While I was pregnant with my son, I continued the exercise regime that I had been following before becoming pregnant. I was lifting weights at the gym 5 days a week before I was pregnant. I was working a half a mile from the gym, so I would jog to the gym, lift, and jog back to the office.
When I became pregnant I walked to the gym, lifted and then walked back to the office. Instead of doing three sets I did two sets. I looked online and researched the safe and unsafe exercises for pregnant women. I had been strength training since I was 15 years old, so my body was used to it. I lightened up the weight and took proper precautions during my workouts. Here are some precautions I took.
I started lifting 4 times a week and just walking on the 5th day. I ensured that I had food in my stomach and that I stayed properly hydrated before, during, and after my workouts. I never held my breath during my workouts, and tried to keep my breathing slow and controlled. If I felt that I was starting to overwork, I took my pulse to make sure that it was not above 140 beats a minute, the recommended maximum heart rate per minute for pregnant women. I used proper form while lifting, and did not yank weights around uncontrollably.

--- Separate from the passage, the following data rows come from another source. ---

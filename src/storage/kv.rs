use std::fs::{self, OpenOptions};
use std::io::{self, ErrorKind, Write};
use std::path::{Path, PathBuf};

use once_cell::sync::Lazy;
use regex::Regex;

use super::StorageError;

const MAX_KEY_LEN: usize = 128;

/// Keys become file names, so no separators and no leading dot
static KEY_REGEX: Lazy<Regex> = Lazy::new(|| {
    Regex::new(r"^[a-zA-Z0-9_-][a-zA-Z0-9._-]*$").expect("Invalid store key regex")
});

/// Write a file through a temp file in the same directory and rename it into
/// place, so readers see either the old or the new contents.
pub(crate) fn write_atomic(path: &Path, contents: &[u8]) -> io::Result<()> {
    let dir = path.parent().unwrap_or_else(|| Path::new("."));
    fs::create_dir_all(dir)?;

    let mut temp = tempfile::NamedTempFile::new_in(dir)?;
    temp.write_all(contents)?;
    temp.persist(path).map_err(|e| e.error)?;
    Ok(())
}

/// A directory of small files addressed by key.
///
/// Missing entries are `None`/`false`, never errors, and deleting an entry
/// someone else already removed counts as success. Hidden files (leading dot)
/// are not keys: that covers in-flight temp files and lock-only files.
#[derive(Debug, Clone)]
pub struct DirStore {
    dir: PathBuf,
    extension: Option<&'static str>,
}

impl DirStore {
    pub fn new(dir: impl Into<PathBuf>, extension: Option<&'static str>) -> Self {
        Self {
            dir: dir.into(),
            extension,
        }
    }

    pub fn validate_key(key: &str) -> Result<(), StorageError> {
        if key.len() > MAX_KEY_LEN || !KEY_REGEX.is_match(key) {
            return Err(StorageError::InvalidKey(key.to_string()));
        }
        Ok(())
    }

    /// Path of the file backing `key`
    pub fn path_for(&self, key: &str) -> Result<PathBuf, StorageError> {
        Self::validate_key(key)?;
        let file_name = match self.extension {
            Some(ext) => format!("{}.{}", key, ext),
            None => key.to_string(),
        };
        Ok(self.dir.join(file_name))
    }

    fn key_of(&self, file_name: &str) -> Option<String> {
        if file_name.starts_with('.') {
            return None;
        }
        match self.extension {
            Some(ext) => file_name
                .strip_suffix(ext)
                .and_then(|stem| stem.strip_suffix('.'))
                .filter(|stem| !stem.is_empty())
                .map(str::to_string),
            None => Some(file_name.to_string()),
        }
    }

    pub fn get(&self, key: &str) -> Result<Option<String>, StorageError> {
        match fs::read_to_string(self.path_for(key)?) {
            Ok(value) => Ok(Some(value)),
            Err(e) if e.kind() == ErrorKind::NotFound => Ok(None),
            Err(e) => Err(e.into()),
        }
    }

    pub fn put(&self, key: &str, value: &str) -> Result<(), StorageError> {
        let path = self.path_for(key)?;
        write_atomic(&path, value.as_bytes())?;
        Ok(())
    }

    /// Create an empty entry if it does not exist; existing contents are kept
    pub fn touch(&self, key: &str) -> Result<(), StorageError> {
        let path = self.path_for(key)?;
        fs::create_dir_all(&self.dir)?;
        OpenOptions::new().create(true).append(true).open(path)?;
        Ok(())
    }

    pub fn contains(&self, key: &str) -> bool {
        self.path_for(key).map(|p| p.is_file()).unwrap_or(false)
    }

    /// Remove an entry. Returns false if it was already gone.
    pub fn delete(&self, key: &str) -> Result<bool, StorageError> {
        match fs::remove_file(self.path_for(key)?) {
            Ok(()) => Ok(true),
            Err(e) if e.kind() == ErrorKind::NotFound => Ok(false),
            Err(e) => Err(e.into()),
        }
    }

    /// All keys currently present, sorted
    pub fn keys(&self) -> Result<Vec<String>, StorageError> {
        let entries = match fs::read_dir(&self.dir) {
            Ok(entries) => entries,
            Err(e) if e.kind() == ErrorKind::NotFound => return Ok(Vec::new()),
            Err(e) => return Err(e.into()),
        };

        let mut keys: Vec<String> = entries
            .flatten()
            .filter(|entry| entry.file_type().map(|t| t.is_file()).unwrap_or(false))
            .filter_map(|entry| self.key_of(&entry.file_name().to_string_lossy()))
            .collect();
        keys.sort();
        Ok(keys)
    }

    /// Delete every entry, returning how many this call removed
    pub fn clear(&self) -> Result<usize, StorageError> {
        let mut removed = 0;
        for key in self.keys()? {
            if self.delete(&key)? {
                removed += 1;
            }
        }
        Ok(removed)
    }
}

In the first trimester I mostly walked. Once I hit 12 weeks I returned to my workout regime. I felt great throughout my pregnancy. I was all belly, and I only gained around 30-35 lbs. Strength training kept my muscle tone, and helped my posture. After giving birth, I lost the baby weight quickly and returned to my normal state.
After around 15 weeks I stopped all abdominal work as per my doctor’s recommendations. It was better to be safe than sorry. I highly recommend that pregnant women continue to exercise. If you don’t have an exercise regime, a walking program can be a great start. It will keep you feeling great during pregnancy.